[Saved entries]
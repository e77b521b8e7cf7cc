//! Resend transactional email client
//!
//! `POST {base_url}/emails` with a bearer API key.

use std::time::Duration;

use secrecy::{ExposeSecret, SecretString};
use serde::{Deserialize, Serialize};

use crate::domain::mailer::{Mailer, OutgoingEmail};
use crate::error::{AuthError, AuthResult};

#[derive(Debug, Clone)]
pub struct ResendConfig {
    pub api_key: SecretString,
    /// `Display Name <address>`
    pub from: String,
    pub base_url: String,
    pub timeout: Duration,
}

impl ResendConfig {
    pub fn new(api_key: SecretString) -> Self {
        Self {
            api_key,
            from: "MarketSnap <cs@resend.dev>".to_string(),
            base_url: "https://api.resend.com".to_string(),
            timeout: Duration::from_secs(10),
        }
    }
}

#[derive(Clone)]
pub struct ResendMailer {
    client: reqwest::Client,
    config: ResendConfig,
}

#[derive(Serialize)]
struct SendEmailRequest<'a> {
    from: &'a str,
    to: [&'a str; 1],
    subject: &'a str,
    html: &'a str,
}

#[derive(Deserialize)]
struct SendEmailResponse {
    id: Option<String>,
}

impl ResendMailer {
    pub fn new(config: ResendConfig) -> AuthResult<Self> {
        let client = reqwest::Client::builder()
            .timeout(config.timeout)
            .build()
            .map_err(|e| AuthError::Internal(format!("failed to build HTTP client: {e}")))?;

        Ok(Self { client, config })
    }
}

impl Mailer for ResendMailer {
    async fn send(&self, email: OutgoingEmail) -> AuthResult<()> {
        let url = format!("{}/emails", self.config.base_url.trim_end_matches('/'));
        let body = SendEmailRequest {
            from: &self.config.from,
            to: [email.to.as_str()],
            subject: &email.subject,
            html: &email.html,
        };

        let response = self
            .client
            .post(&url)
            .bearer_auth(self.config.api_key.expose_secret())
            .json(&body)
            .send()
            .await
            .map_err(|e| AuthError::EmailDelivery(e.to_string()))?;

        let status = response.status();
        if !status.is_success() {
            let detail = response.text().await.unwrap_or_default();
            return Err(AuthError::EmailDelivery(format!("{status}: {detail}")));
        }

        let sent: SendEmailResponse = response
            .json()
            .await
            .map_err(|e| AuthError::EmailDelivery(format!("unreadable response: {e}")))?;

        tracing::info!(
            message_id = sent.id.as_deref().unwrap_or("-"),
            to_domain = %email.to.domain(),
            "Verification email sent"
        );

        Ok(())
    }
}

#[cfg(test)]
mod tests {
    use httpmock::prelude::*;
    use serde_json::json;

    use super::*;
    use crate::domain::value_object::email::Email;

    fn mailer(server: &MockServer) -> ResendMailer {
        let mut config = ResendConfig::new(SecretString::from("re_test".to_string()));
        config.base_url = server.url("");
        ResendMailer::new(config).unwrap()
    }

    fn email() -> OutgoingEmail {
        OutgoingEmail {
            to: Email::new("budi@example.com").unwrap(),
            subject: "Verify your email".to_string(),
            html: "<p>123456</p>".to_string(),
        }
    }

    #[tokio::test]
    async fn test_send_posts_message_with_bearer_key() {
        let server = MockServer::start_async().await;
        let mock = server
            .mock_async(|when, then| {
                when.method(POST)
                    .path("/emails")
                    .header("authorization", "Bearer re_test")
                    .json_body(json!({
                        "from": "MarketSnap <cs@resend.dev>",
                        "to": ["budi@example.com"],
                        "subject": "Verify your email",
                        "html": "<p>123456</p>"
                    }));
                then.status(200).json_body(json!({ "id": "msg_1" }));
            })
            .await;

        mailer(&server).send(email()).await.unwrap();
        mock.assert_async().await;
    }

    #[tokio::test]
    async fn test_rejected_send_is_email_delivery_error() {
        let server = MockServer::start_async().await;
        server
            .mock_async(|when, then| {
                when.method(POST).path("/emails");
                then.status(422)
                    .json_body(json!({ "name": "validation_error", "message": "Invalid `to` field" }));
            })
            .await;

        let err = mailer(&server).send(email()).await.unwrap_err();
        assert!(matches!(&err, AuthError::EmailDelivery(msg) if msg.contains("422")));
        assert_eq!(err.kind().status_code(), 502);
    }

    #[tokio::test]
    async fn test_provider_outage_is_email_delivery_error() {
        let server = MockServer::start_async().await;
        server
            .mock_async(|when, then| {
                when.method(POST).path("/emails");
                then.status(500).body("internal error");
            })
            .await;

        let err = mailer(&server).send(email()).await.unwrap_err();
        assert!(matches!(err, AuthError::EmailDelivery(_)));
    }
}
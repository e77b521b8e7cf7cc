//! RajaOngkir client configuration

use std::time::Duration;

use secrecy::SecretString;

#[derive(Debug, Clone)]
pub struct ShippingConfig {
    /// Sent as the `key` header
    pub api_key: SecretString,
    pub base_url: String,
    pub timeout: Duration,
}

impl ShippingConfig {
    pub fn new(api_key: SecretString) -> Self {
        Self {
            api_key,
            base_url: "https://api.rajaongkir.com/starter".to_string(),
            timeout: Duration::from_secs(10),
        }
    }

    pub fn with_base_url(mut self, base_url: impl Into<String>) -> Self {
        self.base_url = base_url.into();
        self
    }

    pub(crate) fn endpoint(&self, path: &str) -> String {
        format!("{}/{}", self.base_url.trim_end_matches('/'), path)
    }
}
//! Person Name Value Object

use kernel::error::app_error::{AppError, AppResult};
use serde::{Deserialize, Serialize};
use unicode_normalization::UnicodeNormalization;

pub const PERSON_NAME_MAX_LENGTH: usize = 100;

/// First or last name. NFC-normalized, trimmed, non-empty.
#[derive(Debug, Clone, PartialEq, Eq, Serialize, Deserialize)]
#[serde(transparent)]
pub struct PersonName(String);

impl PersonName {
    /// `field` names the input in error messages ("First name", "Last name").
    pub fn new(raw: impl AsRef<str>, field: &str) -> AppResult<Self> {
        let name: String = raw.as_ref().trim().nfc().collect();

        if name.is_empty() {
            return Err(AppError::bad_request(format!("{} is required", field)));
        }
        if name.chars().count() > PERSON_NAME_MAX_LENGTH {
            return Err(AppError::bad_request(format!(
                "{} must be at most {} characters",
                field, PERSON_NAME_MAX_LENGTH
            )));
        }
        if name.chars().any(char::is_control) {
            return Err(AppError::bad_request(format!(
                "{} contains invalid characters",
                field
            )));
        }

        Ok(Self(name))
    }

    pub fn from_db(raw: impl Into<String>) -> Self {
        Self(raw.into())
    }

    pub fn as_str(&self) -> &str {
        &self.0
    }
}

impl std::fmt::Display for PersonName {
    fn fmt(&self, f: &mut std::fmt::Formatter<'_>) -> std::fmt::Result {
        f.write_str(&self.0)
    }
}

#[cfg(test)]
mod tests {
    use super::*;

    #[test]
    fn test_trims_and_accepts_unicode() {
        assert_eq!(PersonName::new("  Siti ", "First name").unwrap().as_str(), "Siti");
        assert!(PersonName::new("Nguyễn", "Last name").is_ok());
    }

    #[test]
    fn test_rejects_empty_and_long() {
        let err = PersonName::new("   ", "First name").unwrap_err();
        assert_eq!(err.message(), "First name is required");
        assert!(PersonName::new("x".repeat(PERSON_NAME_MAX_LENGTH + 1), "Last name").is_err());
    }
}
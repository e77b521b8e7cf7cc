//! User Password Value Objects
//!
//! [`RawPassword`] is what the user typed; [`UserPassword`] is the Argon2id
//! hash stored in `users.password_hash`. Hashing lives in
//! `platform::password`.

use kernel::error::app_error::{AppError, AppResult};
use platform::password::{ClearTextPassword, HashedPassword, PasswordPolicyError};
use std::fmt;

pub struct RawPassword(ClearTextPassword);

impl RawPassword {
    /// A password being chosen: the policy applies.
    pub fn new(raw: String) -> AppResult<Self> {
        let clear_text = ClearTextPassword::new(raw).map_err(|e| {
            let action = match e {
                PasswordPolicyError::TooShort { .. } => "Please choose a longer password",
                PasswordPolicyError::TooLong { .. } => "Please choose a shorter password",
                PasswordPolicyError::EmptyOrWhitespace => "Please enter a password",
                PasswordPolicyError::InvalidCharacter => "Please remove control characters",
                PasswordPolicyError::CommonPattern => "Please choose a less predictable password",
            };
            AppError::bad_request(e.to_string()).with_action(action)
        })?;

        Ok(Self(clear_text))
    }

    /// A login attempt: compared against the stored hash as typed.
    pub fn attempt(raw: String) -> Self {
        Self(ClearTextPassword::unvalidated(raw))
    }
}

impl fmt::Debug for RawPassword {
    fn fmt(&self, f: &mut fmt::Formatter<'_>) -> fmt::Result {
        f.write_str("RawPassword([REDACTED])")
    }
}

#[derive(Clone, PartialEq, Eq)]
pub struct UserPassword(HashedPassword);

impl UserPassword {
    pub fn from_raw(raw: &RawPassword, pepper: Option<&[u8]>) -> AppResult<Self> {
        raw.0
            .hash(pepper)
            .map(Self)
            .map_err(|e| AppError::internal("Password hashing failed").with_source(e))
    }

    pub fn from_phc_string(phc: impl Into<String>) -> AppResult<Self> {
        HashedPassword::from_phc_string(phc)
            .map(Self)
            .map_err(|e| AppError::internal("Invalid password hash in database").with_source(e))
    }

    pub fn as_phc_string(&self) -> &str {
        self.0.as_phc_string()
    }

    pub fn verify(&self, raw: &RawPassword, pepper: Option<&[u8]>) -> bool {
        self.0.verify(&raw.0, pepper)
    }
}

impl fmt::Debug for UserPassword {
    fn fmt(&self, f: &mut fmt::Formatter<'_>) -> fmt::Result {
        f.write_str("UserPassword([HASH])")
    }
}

* * *

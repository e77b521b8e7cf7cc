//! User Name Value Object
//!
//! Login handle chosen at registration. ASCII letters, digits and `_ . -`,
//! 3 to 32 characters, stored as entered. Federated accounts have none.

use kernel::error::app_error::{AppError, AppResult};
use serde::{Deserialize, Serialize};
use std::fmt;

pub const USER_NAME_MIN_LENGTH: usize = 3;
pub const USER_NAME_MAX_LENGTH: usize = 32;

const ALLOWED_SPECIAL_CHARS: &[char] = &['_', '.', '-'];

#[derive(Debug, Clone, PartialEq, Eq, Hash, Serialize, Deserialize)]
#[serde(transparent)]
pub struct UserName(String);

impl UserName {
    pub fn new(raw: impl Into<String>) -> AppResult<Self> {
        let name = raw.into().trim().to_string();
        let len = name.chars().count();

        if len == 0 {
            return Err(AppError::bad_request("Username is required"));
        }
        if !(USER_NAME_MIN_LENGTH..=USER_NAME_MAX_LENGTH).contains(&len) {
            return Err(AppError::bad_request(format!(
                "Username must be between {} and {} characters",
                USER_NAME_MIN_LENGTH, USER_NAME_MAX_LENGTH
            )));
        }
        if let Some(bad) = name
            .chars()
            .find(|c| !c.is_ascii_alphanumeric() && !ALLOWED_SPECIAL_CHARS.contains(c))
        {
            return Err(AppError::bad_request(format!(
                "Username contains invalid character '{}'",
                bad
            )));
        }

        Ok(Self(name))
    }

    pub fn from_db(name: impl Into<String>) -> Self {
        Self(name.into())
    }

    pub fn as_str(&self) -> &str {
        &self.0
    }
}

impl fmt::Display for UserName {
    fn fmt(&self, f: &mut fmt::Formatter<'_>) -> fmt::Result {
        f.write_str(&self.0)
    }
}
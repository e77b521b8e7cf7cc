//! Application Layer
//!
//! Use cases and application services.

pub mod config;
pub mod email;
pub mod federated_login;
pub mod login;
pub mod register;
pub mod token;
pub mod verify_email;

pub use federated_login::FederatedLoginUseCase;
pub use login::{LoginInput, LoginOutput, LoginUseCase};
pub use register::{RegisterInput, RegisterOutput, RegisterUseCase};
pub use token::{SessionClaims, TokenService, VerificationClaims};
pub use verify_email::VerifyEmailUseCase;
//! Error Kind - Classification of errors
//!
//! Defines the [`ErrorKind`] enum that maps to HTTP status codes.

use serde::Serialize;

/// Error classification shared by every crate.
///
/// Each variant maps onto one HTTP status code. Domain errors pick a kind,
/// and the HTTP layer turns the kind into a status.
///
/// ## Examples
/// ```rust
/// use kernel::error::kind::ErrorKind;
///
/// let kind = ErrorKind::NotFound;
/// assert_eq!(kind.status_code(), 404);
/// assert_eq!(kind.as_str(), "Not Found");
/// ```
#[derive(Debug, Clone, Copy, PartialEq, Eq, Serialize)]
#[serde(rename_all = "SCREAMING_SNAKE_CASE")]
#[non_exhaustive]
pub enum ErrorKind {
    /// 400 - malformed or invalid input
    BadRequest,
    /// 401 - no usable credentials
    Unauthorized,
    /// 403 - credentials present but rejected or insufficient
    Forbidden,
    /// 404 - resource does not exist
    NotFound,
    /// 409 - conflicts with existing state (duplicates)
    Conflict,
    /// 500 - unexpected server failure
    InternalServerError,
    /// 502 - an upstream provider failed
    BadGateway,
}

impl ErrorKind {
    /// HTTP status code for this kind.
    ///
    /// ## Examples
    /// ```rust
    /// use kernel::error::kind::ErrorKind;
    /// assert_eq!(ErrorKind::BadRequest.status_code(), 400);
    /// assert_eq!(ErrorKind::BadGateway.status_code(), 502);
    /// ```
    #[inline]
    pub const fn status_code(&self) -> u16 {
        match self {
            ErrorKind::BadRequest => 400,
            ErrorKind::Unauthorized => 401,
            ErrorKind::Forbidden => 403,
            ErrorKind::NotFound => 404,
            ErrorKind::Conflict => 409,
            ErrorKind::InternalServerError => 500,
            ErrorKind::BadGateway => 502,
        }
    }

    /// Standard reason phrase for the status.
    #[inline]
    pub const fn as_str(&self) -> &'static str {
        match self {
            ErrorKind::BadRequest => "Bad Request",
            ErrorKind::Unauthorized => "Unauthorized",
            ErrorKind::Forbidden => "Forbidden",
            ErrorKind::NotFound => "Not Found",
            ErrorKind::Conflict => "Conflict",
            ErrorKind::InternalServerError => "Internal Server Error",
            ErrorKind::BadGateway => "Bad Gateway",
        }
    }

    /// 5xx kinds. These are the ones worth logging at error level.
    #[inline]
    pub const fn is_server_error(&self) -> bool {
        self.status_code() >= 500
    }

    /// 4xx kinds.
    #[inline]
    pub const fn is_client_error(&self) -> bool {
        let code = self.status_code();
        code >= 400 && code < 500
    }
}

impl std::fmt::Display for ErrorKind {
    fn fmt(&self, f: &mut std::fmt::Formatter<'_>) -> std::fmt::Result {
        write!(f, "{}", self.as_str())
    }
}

● WORK REQUIRED:
Please transcribe exactly the lines above from the line that has "pub mod federated_login;" up to and including the line that has "Each variant maps"; no other line belongs in the answer.

● THE ANSWER:
pub mod federated_login;
pub mod login;
pub mod register;
pub mod token;
pub mod verify_email;

pub use federated_login::FederatedLoginUseCase;
pub use login::{LoginInput, LoginOutput, LoginUseCase};
pub use register::{RegisterInput, RegisterOutput, RegisterUseCase};
pub use token::{SessionClaims, TokenService, VerificationClaims};
pub use verify_email::VerifyEmailUseCase;
//! Error Kind - Classification of errors
//!
//! Defines the [`ErrorKind`] enum that maps to HTTP status codes.

use serde::Serialize;

/// Error classification shared by every crate.
///
/// Each variant maps onto one HTTP status code. Domain errors pick a kind,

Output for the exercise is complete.